Archaeopalynological investigations in the Trans-Ural

The research area is situated on the southeastern fringe of the Ural Mountains (see the map in the previous article), the so called Trans-Ural. It is a gently rolling steppe landscape with small patches of woodland. It consists of a feather grass steppe of which only restricted remnants remain, due to intensive pasturing with horse, cattle and sheep. The majority of natural grassland in this region, however, was converted into cropland in the 1950s and 1960s. Today only small-scale cereal growing has survived and the steppe regains its former habitats, but in a degraded state. Natural birch woodland only occurs locally on soils with impeded drainage. Pine woodland is present throughout the region. Its status as an indigenous tree species is hard to observe, because most of the present pine woods have been planted in the last century.

In the valley of the Karagayli-Ayat, south of Kargaly (Cheljabinsk Oblast’), there are many lake and peat deposits, which are suitable for palaeoecological investigations. The terrestri- alisation of each of them is quite different. The depressions, most probably geological sinkholes, are either full of water or are at widely differing stages of filling by limnic deposits and/or peat formation.

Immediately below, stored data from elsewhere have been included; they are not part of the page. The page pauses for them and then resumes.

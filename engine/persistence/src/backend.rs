//! Persistence backend trait and implementations

use crate::config::PersistenceConfig;
use crate::error::{PersistenceError, Result};
use crate::keys::validate_key;
use parking_lot::RwLock;
use serde::de::DeserializeOwned;
use serde::Serialize;
use serde_json::Value;
use std::collections::HashMap;
use std::fs;
use std::io::Write;
use std::path::PathBuf;
use std::sync::atomic::{AtomicU64, Ordering};

/// Abstract trait for key/value persistence backends
///
/// Implementations must be last-write-wins: a `read_value` after `write_value` returns
/// the most recently written document for that key.
pub trait PersistedStore: Send + Sync {
    /// Read the raw JSON document stored under `key`
    ///
    /// Returns `Ok(None)` when nothing is stored and `Err(PersistenceError::Corruption)`
    /// when something is stored but is not valid JSON.
    fn read_value(&self, key: &str) -> Result<Option<Value>>;

    /// Replace the document stored under `key`
    fn write_value(&self, key: &str, value: &Value) -> Result<()>;

    /// Delete the document stored under `key`, returning whether one existed
    fn remove(&self, key: &str) -> Result<bool>;

    /// Get the configuration
    fn config(&self) -> &PersistenceConfig;
}

/// Typed helpers over any [`PersistedStore`]
pub trait PersistedStoreExt: PersistedStore {
    /// Read a typed value, falling back when the key is missing or unreadable
    ///
    /// Corrupt or mistyped documents are logged at `warn` and replaced by `fallback`;
    /// they are never surfaced to the caller.
    fn read<T: DeserializeOwned>(&self, key: &str, fallback: T) -> T {
        match self.read_checked(key) {
            Ok(Some(value)) => value,
            Ok(None) => fallback,
            Err(e) => {
                tracing::warn!(key = key, error = %e, "Ignoring corrupt persisted value, using fallback");
                fallback
            }
        }
    }

    /// Read a typed value, reporting corruption instead of hiding it
    fn read_checked<T: DeserializeOwned>(&self, key: &str) -> Result<Option<T>> {
        match self.read_value(key)? {
            Some(value) => serde_json::from_value(value)
                .map(Some)
                .map_err(|e| PersistenceError::corruption(format!("{key}: {e}"))),
            None => Ok(None),
        }
    }

    /// Serialize and write a typed value
    fn write<T: Serialize + ?Sized>(&self, key: &str, value: &T) -> Result<()> {
        let value = serde_json::to_value(value)?;
        self.write_value(key, &value)
    }
}

impl<S: PersistedStore + ?Sized> PersistedStoreExt for S {}

fn checked_key(key: &str) -> Result<()> {
    if validate_key(key) {
        Ok(())
    } else {
        Err(PersistenceError::invalid_key(key))
    }
}

/// Local file-based persistence backend
///
/// Each key maps to one JSON file inside the data directory. Writes land in a temp
/// file first and are renamed over the target.
pub struct LocalPersistence {
    config: PersistenceConfig,
}

impl LocalPersistence {
    /// Create a new local persistence backend, creating the data directory if needed
    pub fn new(config: PersistenceConfig) -> Result<Self> {
        // Validate configuration
        config.validate().map_err(PersistenceError::config)?;

        // Ensure data directory exists
        fs::create_dir_all(&config.data_dir)?;

        tracing::info!("Local persistence backend initialized at: {:?}", config.data_dir);

        Ok(Self { config })
    }

    /// Create a new local persistence backend with default config
    pub fn with_default_config(data_dir: impl Into<PathBuf>) -> Result<Self> {
        let config = PersistenceConfig::new(data_dir);
        Self::new(config)
    }

    /// Get the data directory
    pub fn data_dir(&self) -> &PathBuf {
        &self.config.data_dir
    }
}

impl PersistedStore for LocalPersistence {
    fn read_value(&self, key: &str) -> Result<Option<Value>> {
        checked_key(key)?;
        let path = self.config.path_for_key(key);

        let raw = match fs::read_to_string(&path) {
            Ok(raw) => raw,
            Err(e) if e.kind() == std::io::ErrorKind::NotFound => return Ok(None),
            Err(e) => return Err(e.into()),
        };

        if raw.trim().is_empty() {
            return Ok(None);
        }

        serde_json::from_str(&raw)
            .map(Some)
            .map_err(|e| PersistenceError::corruption(format!("{}: {}", path.display(), e)))
    }

    fn write_value(&self, key: &str, value: &Value) -> Result<()> {
        checked_key(key)?;
        let path = self.config.path_for_key(key);
        let tmp_path = path.with_extension(format!("{}.tmp", self.config.file_extension));

        let content = if self.config.pretty {
            serde_json::to_string_pretty(value)?
        } else {
            serde_json::to_string(value)?
        };

        {
            let mut file = fs::File::create(&tmp_path)?;
            file.write_all(content.as_bytes())?;
            if self.config.fsync_every_write {
                file.sync_all()?;
            }
        }
        fs::rename(&tmp_path, &path)?;

        tracing::debug!(key = key, bytes = content.len(), "Persisted value");
        Ok(())
    }

    fn remove(&self, key: &str) -> Result<bool> {
        checked_key(key)?;
        match fs::remove_file(self.config.path_for_key(key)) {
            Ok(()) => Ok(true),
            Err(e) if e.kind() == std::io::ErrorKind::NotFound => Ok(false),
            Err(e) => Err(e.into()),
        }
    }

    fn config(&self) -> &PersistenceConfig {
        &self.config
    }
}

/// In-memory persistence backend (for testing)
pub struct InMemoryPersistence {
    config: PersistenceConfig,
    values: RwLock<HashMap<String, Value>>,
    writes: AtomicU64,
}

impl InMemoryPersistence {
    /// Create a new in-memory persistence backend
    pub fn new(config: PersistenceConfig) -> Self {
        Self { config, values: RwLock::new(HashMap::new()), writes: AtomicU64::new(0) }
    }

    /// Create a new in-memory persistence backend with default config
    pub fn with_default_config() -> Self {
        Self::new(PersistenceConfig::default())
    }

    /// Seed a raw document, bypassing serialization (used to simulate corruption)
    pub fn insert_raw(&self, key: &str, value: Value) {
        self.values.write().insert(key.to_string(), value);
    }

    /// Number of writes performed so far
    pub fn write_count(&self) -> u64 {
        self.writes.load(Ordering::Relaxed)
    }
}

impl Default for InMemoryPersistence {
    fn default() -> Self {
        Self::with_default_config()
    }
}

impl PersistedStore for InMemoryPersistence {
    fn read_value(&self, key: &str) -> Result<Option<Value>> {
        checked_key(key)?;
        Ok(self.values.read().get(key).cloned())
    }

    fn write_value(&self, key: &str, value: &Value) -> Result<()> {
        checked_key(key)?;
        self.values.write().insert(key.to_string(), value.clone());
        self.writes.fetch_add(1, Ordering::Relaxed);
        Ok(())
    }

    fn remove(&self, key: &str) -> Result<bool> {
        checked_key(key)?;
        Ok(self.values.write().remove(key).is_some())
    }

    fn config(&self) -> &PersistenceConfig {
        &self.config
    }
}

#[cfg(test)]
mod tests {
    use super::*;
    use serde_json::json;

    #[test]
    fn test_in_memory_round_trip_and_fallback() {
        let store = InMemoryPersistence::default();
        let missing: Vec<String> = store.read("selectedCoinIds", vec!["fallback".to_string()]);
        assert_eq!(missing, vec!["fallback".to_string()]);

        store.write("selectedCoinIds", &vec!["bitcoin", "ethereum"]).unwrap();
        let ids: Vec<String> = store.read("selectedCoinIds", Vec::new());
        assert_eq!(ids, vec!["bitcoin".to_string(), "ethereum".to_string()]);
        assert_eq!(store.write_count(), 1);
    }

    #[test]
    fn test_mistyped_value_falls_back() {
        let store = InMemoryPersistence::default();
        store.insert_raw("selectedCoinIds", json!({"not": "a list"}));

        let ids: Vec<String> = store.read("selectedCoinIds", Vec::new());
        assert!(ids.is_empty());

        let checked = store.read_checked::<Vec<String>>("selectedCoinIds");
        assert!(matches!(checked, Err(PersistenceError::Corruption(_))));
    }

    #[test]
    fn test_last_write_wins() {
        let store = InMemoryPersistence::default();
        store.write("k", &1).unwrap();
        store.write("k", &2).unwrap();
        assert_eq!(store.read("k", 0), 2);
        assert!(store.remove("k").unwrap());
        assert!(!store.remove("k").unwrap());
        assert_eq!(store.read("k", 0), 0);
    }

    #[test]
    fn test_write_count_across_threads() {
        let store = InMemoryPersistence::default();
        std::thread::scope(|scope| {
            for worker in 0..4 {
                let store = &store;
                scope.spawn(move || {
                    for i in 0..25 {
                        store.write(&format!("w{worker}"), &i).unwrap();
                    }
                });
            }
        });

        assert_eq!(store.write_count(), 100);
        assert_eq!(store.read("w3", -1), 24);
    }

    #[test]
    fn test_invalid_key_rejected() {
        let store = InMemoryPersistence::default();
        assert!(matches!(store.write("../etc", &1), Err(PersistenceError::InvalidKey(_))));
    }

    #[test]
    fn test_dyn_store_helpers() {
        let store: std::sync::Arc<dyn PersistedStore> =
            std::sync::Arc::new(InMemoryPersistence::default());
        store.write("k", &"v").unwrap();
        assert_eq!(store.read("k", String::new()), "v");
    }
}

This paper presents the first results of the palynological investigation of a peat deposit, named «Weihe» (52° 50` N / 60° 23` O). A 2,98 m deep core was drilled nearly at the centre of the depression. Approximately every 10 cm samples were been taken and prepared for pollen analysis according to the methods described in Faegri, Iversen [1989]. A chronology was obtained with the help of six 14C-dates, measured in the Curt-Engelholm-Center in Mannheim (Germany) by Dr. B. Kromer. These results were calibrated into calendar years with the OxCal 4.1 calibration program (see table). The dating of the pollen zones is done by interpolation of the calibrated 14C data.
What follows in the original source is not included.